My 18-year-old daughter is always angry and sometimes in a rage. At the moment I am sweeping up broken glass from the door she kicked in. She is becoming increasingly violent and it is frightening me. My husband wants her to leave the house. What can I do to manage this situation and where can I go to get her help (I lost my job so can’t afford much)?
Though it is not often talked about, many parents experience ongoing bullying and violent behaviour from their children and teenagers, which can range from verbal abuse and threats to destruction of property and even physical violence. Whereas this can be easier to deal with when the children are young, it becomes much more alarming as they become older when the behaviour can be more extreme and intimidating.
There are many reasons for such behaviour and often no one cause: sometimes it is in the context of underlying problems such as drinking, drug taking or being in a delinquent peer group.
It is more common in families in which the child has witnessed similar behaviour from parents or family members. Frequently it is a pattern of behaviour which started as a means of getting their own way as a young child, which escalated as they got older.

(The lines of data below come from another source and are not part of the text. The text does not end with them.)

//! The `fizzbuzz` command.

use argtree::{Outcome, table};

use super::numeric;

/// Handler for the root-level `fizzbuzz` command; owns the nested table.
pub fn command() -> impl Fn(&[String]) -> Outcome {
    let table = table! {
        pred numeric::is_out_of_range_integer => out_of_range,
        pred numeric::is_positive_integer => calculate,
        noarg => missing_argument,
        anyarg => rejected,
    };
    move |view: &[String]| table.dispatch(view, 0)
}

fn calculate(view: &[String]) -> Outcome {
    let Ok(n) = view[0].parse::<i64>() else {
        return Outcome::Invalid;
    };
    println!("{}", fizzbuzz(n));
    Outcome::after(view.len(), 0)
}

fn out_of_range(view: &[String]) -> Outcome {
    println!("Fizzbuzz argument {} out of range. Try a positive integer closer to zero.", view[0]);
    Outcome::Invalid
}

fn missing_argument(_: &[String]) -> Outcome {
    println!("No argument provided to fizzbuzz command.");
    Outcome::Invalid
}

fn rejected(view: &[String]) -> Outcome {
    println!("Fizzbuzz argument {} is not a positive (>=1) integer.", view[0]);
    Outcome::Invalid
}

/// Fizzbuzz word for positive `n`.
fn fizzbuzz(n: i64) -> String {
    debug_assert!(n >= 1);
    if n % 15 == 0 {
        "fizzbuzz".to_string()
    } else if n % 3 == 0 {
        "fizz".to_string()
    } else if n % 5 == 0 {
        "buzz".to_string()
    } else {
        n.to_string()
    }
}

#[cfg(test)]
mod tests {
    use super::*;

    #[test]
    fn fizzbuzz_words() {
        // (expected, n)
        let cases: Vec<(&str, i64)> = vec![
            ("1", 1),
            ("2", 2),
            ("fizz", 3),
            ("4", 4),
            ("buzz", 5),
            ("fizz", 6),
            ("7", 7),
            ("buzz", 10),
            ("fizzbuzz", 15),
            ("fizzbuzz", 30),
            ("fizz", 33),
            ("buzz", 35),
        ];
        for (expected, n) in cases {
            assert_eq!(fizzbuzz(n), expected, "fizzbuzz({n})");
        }
    }

    #[test]
    fn command_outcomes() {
        let toks = |parts: &[&str]| -> Vec<String> { parts.iter().map(|s| s.to_string()).collect() };
        let cmd = command();
        assert_eq!(cmd(&toks(&["fizzbuzz", "15"])), Outcome::SUCCESS);
        assert_eq!(cmd(&toks(&["fizzbuzz"])), Outcome::Invalid);
        assert_eq!(cmd(&toks(&["fizzbuzz", "0"])), Outcome::Invalid);
        assert_eq!(cmd(&toks(&["fizzbuzz", "-3"])), Outcome::Invalid);
        assert_eq!(cmd(&toks(&["fizzbuzz", "xyz"])), Outcome::Invalid);
        assert_eq!(cmd(&toks(&["fizzbuzz", "99999999999999999999"])), Outcome::Invalid);
    }
}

The first step to dealing with violent or bullying behaviour is to decide that it is unacceptable and needs to be addressed. This may seem obvious, but some parents collude with their children’s behaviour by feeling guilty for past family events (perhaps where the child witnessed violence) or by thinking their child has an underlying problem which makes it hard for them to control themselves (such as Attention Deficit Hyperactivity Disorder or Conduct Disorder).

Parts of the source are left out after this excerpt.